____ MATERIAL SHOWN
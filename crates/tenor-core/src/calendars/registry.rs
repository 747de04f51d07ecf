//! Process-wide calendar registry.
//!
//! `BUS/252` day counts refer to calendars by [`CalendarId`]. The registry
//! maps identifiers to shared calendar instances and is pre-populated with
//! the built-in calendars:
//!
//! | id               | calendar              |
//! |------------------|-----------------------|
//! | `"WeekendsOnly"` | [`WeekendCalendar`]   |
//! | `"UnitedStates"` | [`USCalendar`]        |
//! | `"Brazil"`       | [`BrazilCalendar`]    |
//!
//! Reads take a shared lock; registration takes the write lock briefly.

use std::collections::HashMap;
use std::sync::Arc;

use once_cell::sync::Lazy;
use parking_lot::RwLock;
use tracing::debug;

use super::{BrazilCalendar, Calendar, CalendarId, USCalendar, WeekendCalendar};
use crate::error::{CoreError, CoreResult};
use crate::types::Date;

type CalendarMap = HashMap<CalendarId, Arc<dyn Calendar>>;

static REGISTRY: Lazy<RwLock<CalendarMap>> = Lazy::new(|| {
    let mut map: CalendarMap = HashMap::new();
    map.insert(CalendarId::from("WeekendsOnly"), Arc::new(WeekendCalendar));
    map.insert(CalendarId::from("UnitedStates"), Arc::new(USCalendar));
    map.insert(CalendarId::from("Brazil"), Arc::new(BrazilCalendar));
    RwLock::new(map)
});

/// Registers a calendar under `id`, replacing any previous entry.
///
/// Returns the calendar previously registered under that identifier.
pub fn register_calendar(
    id: impl Into<CalendarId>,
    calendar: Arc<dyn Calendar>,
) -> Option<Arc<dyn Calendar>> {
    let id = id.into();
    debug!(calendar_id = %id, name = calendar.name(), "registering calendar");
    REGISTRY.write().insert(id, calendar)
}

/// Looks up the calendar registered under `id`.
///
/// # Errors
///
/// Returns `CoreError::UnknownCalendar` if nothing is registered.
pub fn calendar(id: &CalendarId) -> CoreResult<Arc<dyn Calendar>> {
    REGISTRY
        .read()
        .get(id)
        .cloned()
        .ok_or_else(|| CoreError::unknown_calendar(id.as_str()))
}

/// Identifiers of every registered calendar, sorted.
#[must_use]
pub fn registered_calendars() -> Vec<CalendarId> {
    let mut ids: Vec<CalendarId> = REGISTRY.read().keys().cloned().collect();
    ids.sort();
    ids
}

/// Signed number of business days between two dates on a calendar.
///
/// Counts the business days in `[date1, date2)`; if `date2` precedes
/// `date1` the count of `[date2, date1)` is returned negated.
///
/// # Errors
///
/// Returns `CoreError::UnknownCalendar` if `calendar_id` is not registered.
pub fn business_days_between(date1: Date, date2: Date, calendar_id: &CalendarId) -> CoreResult<i64> {
    let cal = calendar(calendar_id)?;
    Ok(cal.business_days_between(date1, date2))
}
________
→ **INSTRUCTIONS TO FOLLOW**: Without changing a word, restate the whole listing.

→ **THE ANSWER**:
filename crates/tenor-core/src/calendars/registry.rs
repository 747de04f51d07ecf
//! Process-wide calendar registry.
//!
//! `BUS/252` day counts refer to calendars by [`CalendarId`]. The registry
//! maps identifiers to shared calendar instances and is pre-populated with
//! the built-in calendars:
//!
//! | id               | calendar              |
//! |------------------|-----------------------|
//! | `"WeekendsOnly"` | [`WeekendCalendar`]   |
//! | `"UnitedStates"` | [`USCalendar`]        |
//! | `"Brazil"`       | [`BrazilCalendar`]    |
//!
//! Reads take a shared lock; registration takes the write lock briefly.

use std::collections::HashMap;
use std::sync::Arc;

use once_cell::sync::Lazy;
use parking_lot::RwLock;
use tracing::debug;

use super::{BrazilCalendar, Calendar, CalendarId, USCalendar, WeekendCalendar};
use crate::error::{CoreError, CoreResult};
use crate::types::Date;

type CalendarMap = HashMap<CalendarId, Arc<dyn Calendar>>;

static REGISTRY: Lazy<RwLock<CalendarMap>> = Lazy::new(|| {
    let mut map: CalendarMap = HashMap::new();
    map.insert(CalendarId::from("WeekendsOnly"), Arc::new(WeekendCalendar));
    map.insert(CalendarId::from("UnitedStates"), Arc::new(USCalendar));
    map.insert(CalendarId::from("Brazil"), Arc::new(BrazilCalendar));
    RwLock::new(map)
});

/// Registers a calendar under `id`, replacing any previous entry.
///
/// Returns the calendar previously registered under that identifier.
pub fn register_calendar(
    id: impl Into<CalendarId>,
    calendar: Arc<dyn Calendar>,
) -> Option<Arc<dyn Calendar>> {
    let id = id.into();
    debug!(calendar_id = %id, name = calendar.name(), "registering calendar");
    REGISTRY.write().insert(id, calendar)
}

/// Looks up the calendar registered under `id`.
///
/// # Errors
///
/// Returns `CoreError::UnknownCalendar` if nothing is registered.
pub fn calendar(id: &CalendarId) -> CoreResult<Arc<dyn Calendar>> {
    REGISTRY
        .read()
        .get(id)
        .cloned()
        .ok_or_else(|| CoreError::unknown_calendar(id.as_str()))
}

/// Identifiers of every registered calendar, sorted.
#[must_use]
pub fn registered_calendars() -> Vec<CalendarId> {
    let mut ids: Vec<CalendarId> = REGISTRY.read().keys().cloned().collect();
    ids.sort();
    ids
}

/// Signed number of business days between two dates on a calendar.
///
/// Counts the business days in `[date1, date2)`; if `date2` precedes
/// `date1` the count of `[date2, date1)` is returned negated.
///
/// # Errors
///
/// Returns `CoreError::UnknownCalendar` if `calendar_id` is not registered.
pub fn business_days_between(date1: Date, date2: Date, calendar_id: &CalendarId) -> CoreResult<i64> {
    let cal = calendar(calendar_id)?;
    Ok(cal.business_days_between(date1, date2))
}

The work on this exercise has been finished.